**To do:** The response should be the data again, identical in every line.

**Data shown:**
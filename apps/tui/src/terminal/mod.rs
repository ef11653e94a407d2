mod setup;

pub use setup::{cleanup_terminal_state, setup_terminal};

**Written solution:**
filename apps/tui/src/terminal/mod.rs
repository ef11653e94a407d2
mod setup;

pub use setup::{cleanup_terminal_state, setup_terminal};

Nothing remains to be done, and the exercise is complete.